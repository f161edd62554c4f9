use std::ops::RangeInclusive;

pub const FONT_SIZE_RANGE: RangeInclusive<u32> = 6..=72;
pub const DEFAULT_FONT_SIZE: u32 = 14;

/// Font families offered by the Font dialog.
#[derive(Debug, Clone, Copy, PartialEq, Eq, Default)]
pub enum FontChoice {
    #[default]
    Helvetica,
    HelveticaBold,
    Times,
    TimesItalic,
    Courier,
    CourierBold,
    Screen,
    ScreenBold,
}

impl FontChoice {
    pub fn display_name(&self) -> &'static str {
        match self {
            Self::Helvetica => "Helvetica",
            Self::HelveticaBold => "Helvetica Bold",
            Self::Times => "Times",
            Self::TimesItalic => "Times Italic",
            Self::Courier => "Courier",
            Self::CourierBold => "Courier Bold",
            Self::Screen => "Screen",
            Self::ScreenBold => "Screen Bold",
        }
    }

    pub fn all() -> &'static [FontChoice] {
        &[
            Self::Helvetica,
            Self::HelveticaBold,
            Self::Times,
            Self::TimesItalic,
            Self::Courier,
            Self::CourierBold,
            Self::Screen,
            Self::ScreenBold,
        ]
    }

    /// Position in `all()`, as used by choice widgets.
    pub fn index(&self) -> usize {
        Self::all().iter().position(|f| f == self).unwrap_or(0)
    }

    pub fn from_index(index: i32) -> Option<FontChoice> {
        if index < 0 {
            return None;
        }
        Self::all().get(index as usize).copied()
    }
}

#[derive(Debug, Clone, Copy, PartialEq, Eq)]
pub struct Rgb(pub u8, pub u8, pub u8);

impl Rgb {
    pub const BLACK: Rgb = Rgb(0, 0, 0);
    pub const WHITE: Rgb = Rgb(255, 255, 255);
}

impl From<(u8, u8, u8)> for Rgb {
    fn from((r, g, b): (u8, u8, u8)) -> Self {
        Rgb(r, g, b)
    }
}

impl From<Rgb> for (u8, u8, u8) {
    fn from(Rgb(r, g, b): Rgb) -> Self {
        (r, g, b)
    }
}

/// Formatting applied to the whole editing surface.
#[derive(Debug, Clone, Copy, PartialEq, Eq)]
pub struct TextStyle {
    pub font: FontChoice,
    pub font_size: u32,
    pub text_color: Rgb,
    pub background_color: Rgb,
}

impl Default for TextStyle {
    fn default() -> Self {
        Self {
            font: FontChoice::default(),
            font_size: DEFAULT_FONT_SIZE,
            text_color: Rgb::BLACK,
            background_color: Rgb::WHITE,
        }
    }
}

impl TextStyle {
    pub fn with_font(self, font: FontChoice, size: u32) -> Self {
        Self {
            font,
            font_size: clamp_font_size(size),
            ..self
        }
    }
}

pub fn clamp_font_size(size: u32) -> u32 {
    size.clamp(*FONT_SIZE_RANGE.start(), *FONT_SIZE_RANGE.end())
}

#[cfg(test)]
mod tests {
    use super::*;

    #[test]
    fn test_default_style() {
        let style = TextStyle::default();
        assert_eq!(style.font, FontChoice::Helvetica);
        assert_eq!(style.font_size, 14);
        assert_eq!(style.text_color, Rgb::BLACK);
        assert_eq!(style.background_color, Rgb::WHITE);
    }

    #[test]
    fn test_font_index_round_trips_through_choice_widget() {
        for font in FontChoice::all() {
            assert_eq!(FontChoice::from_index(font.index() as i32), Some(*font));
        }
        assert_eq!(FontChoice::from_index(-1), None);
        assert_eq!(FontChoice::from_index(FontChoice::all().len() as i32), None);
    }

    #[test]
    fn test_with_font_clamps_size() {
        let style = TextStyle::default().with_font(FontChoice::Courier, 200);
        assert_eq!(style.font, FontChoice::Courier);
        assert_eq!(style.font_size, 72);
        assert_eq!(TextStyle::default().with_font(FontChoice::Times, 1).font_size, 6);
    }

    #[test]
    fn test_rgb_converts_to_chooser_tuple() {
        let seed: (u8, u8, u8) = Rgb(12, 34, 56).into();
        assert_eq!(seed, (12, 34, 56));
        assert_eq!(Rgb::from(seed), Rgb(12, 34, 56));
        let background: (u8, u8, u8) = TextStyle::default().background_color.into();
        assert_eq!(background, (255, 255, 255));
    }

    #[test]
    fn test_with_font_keeps_colors() {
        let style = TextStyle {
            text_color: Rgb(10, 20, 30),
            ..Default::default()
        };
        let updated = style.with_font(FontChoice::Screen, 12);
        assert_eq!(updated.text_color, Rgb(10, 20, 30));
        assert_eq!(updated.background_color, Rgb::WHITE);
    }
}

※

Every record above is to be written out exactly.

repository f161edd62554c4f9
use std::ops::RangeInclusive;

pub const FONT_SIZE_RANGE: RangeInclusive<u32> = 6..=72;
pub const DEFAULT_FONT_SIZE: u32 = 14;

/// Font families offered by the Font dialog.
#[derive(Debug, Clone, Copy, PartialEq, Eq, Default)]
pub enum FontChoice {
    #[default]
    Helvetica,
    HelveticaBold,
    Times,
    TimesItalic,
    Courier,
    CourierBold,
    Screen,
    ScreenBold,
}

impl FontChoice {
    pub fn display_name(&self) -> &'static str {
        match self {
            Self::Helvetica => "Helvetica",
            Self::HelveticaBold => "Helvetica Bold",
            Self::Times => "Times",
            Self::TimesItalic => "Times Italic",
            Self::Courier => "Courier",
            Self::CourierBold => "Courier Bold",
            Self::Screen => "Screen",
            Self::ScreenBold => "Screen Bold",
        }
    }

    pub fn all() -> &'static [FontChoice] {
        &[
            Self::Helvetica,
            Self::HelveticaBold,
            Self::Times,
            Self::TimesItalic,
            Self::Courier,
            Self::CourierBold,
            Self::Screen,
            Self::ScreenBold,
        ]
    }

    /// Position in `all()`, as used by choice widgets.
    pub fn index(&self) -> usize {
        Self::all().iter().position(|f| f == self).unwrap_or(0)
    }

    pub fn from_index(index: i32) -> Option<FontChoice> {
        if index < 0 {
            return None;
        }
        Self::all().get(index as usize).copied()
    }
}

#[derive(Debug, Clone, Copy, PartialEq, Eq)]
pub struct Rgb(pub u8, pub u8, pub u8);

impl Rgb {
    pub const BLACK: Rgb = Rgb(0, 0, 0);
    pub const WHITE: Rgb = Rgb(255, 255, 255);
}

impl From<(u8, u8, u8)> for Rgb {
    fn from((r, g, b): (u8, u8, u8)) -> Self {
        Rgb(r, g, b)
    }
}

impl From<Rgb> for (u8, u8, u8) {
    fn from(Rgb(r, g, b): Rgb) -> Self {
        (r, g, b)
    }
}

/// Formatting applied to the whole editing surface.
#[derive(Debug, Clone, Copy, PartialEq, Eq)]
pub struct TextStyle {
    pub font: FontChoice,
    pub font_size: u32,
    pub text_color: Rgb,
    pub background_color: Rgb,
}

impl Default for TextStyle {
    fn default() -> Self {
        Self {
            font: FontChoice::default(),
            font_size: DEFAULT_FONT_SIZE,
            text_color: Rgb::BLACK,
            background_color: Rgb::WHITE,
        }
    }
}

impl TextStyle {
    pub fn with_font(self, font: FontChoice, size: u32) -> Self {
        Self {
            font,
            font_size: clamp_font_size(size),
            ..self
        }
    }
}

pub fn clamp_font_size(size: u32) -> u32 {
    size.clamp(*FONT_SIZE_RANGE.start(), *FONT_SIZE_RANGE.end())
}

#[cfg(test)]
mod tests {
    use super::*;

    #[test]
    fn test_default_style() {
        let style = TextStyle::default();
        assert_eq!(style.font, FontChoice::Helvetica);
        assert_eq!(style.font_size, 14);
        assert_eq!(style.text_color, Rgb::BLACK);
        assert_eq!(style.background_color, Rgb::WHITE);
    }

    #[test]
    fn test_font_index_round_trips_through_choice_widget() {
        for font in FontChoice::all() {
            assert_eq!(FontChoice::from_index(font.index() as i32), Some(*font));
        }
        assert_eq!(FontChoice::from_index(-1), None);
        assert_eq!(FontChoice::from_index(FontChoice::all().len() as i32), None);
    }

    #[test]
    fn test_with_font_clamps_size() {
        let style = TextStyle::default().with_font(FontChoice::Courier, 200);
        assert_eq!(style.font, FontChoice::Courier);
        assert_eq!(style.font_size, 72);
        assert_eq!(TextStyle::default().with_font(FontChoice::Times, 1).font_size, 6);
    }

    #[test]
    fn test_rgb_converts_to_chooser_tuple() {
        let seed: (u8, u8, u8) = Rgb(12, 34, 56).into();
        assert_eq!(seed, (12, 34, 56));
        assert_eq!(Rgb::from(seed), Rgb(12, 34, 56));
        let background: (u8, u8, u8) = TextStyle::default().background_color.into();
        assert_eq!(background, (255, 255, 255));
    }

    #[test]
    fn test_with_font_keeps_colors() {
        let style = TextStyle {
            text_color: Rgb(10, 20, 30),
            ..Default::default()
        };
        let updated = style.with_font(FontChoice::Screen, 12);
        assert_eq!(updated.text_color, Rgb(10, 20, 30));
        assert_eq!(updated.background_color, Rgb::WHITE);
    }
}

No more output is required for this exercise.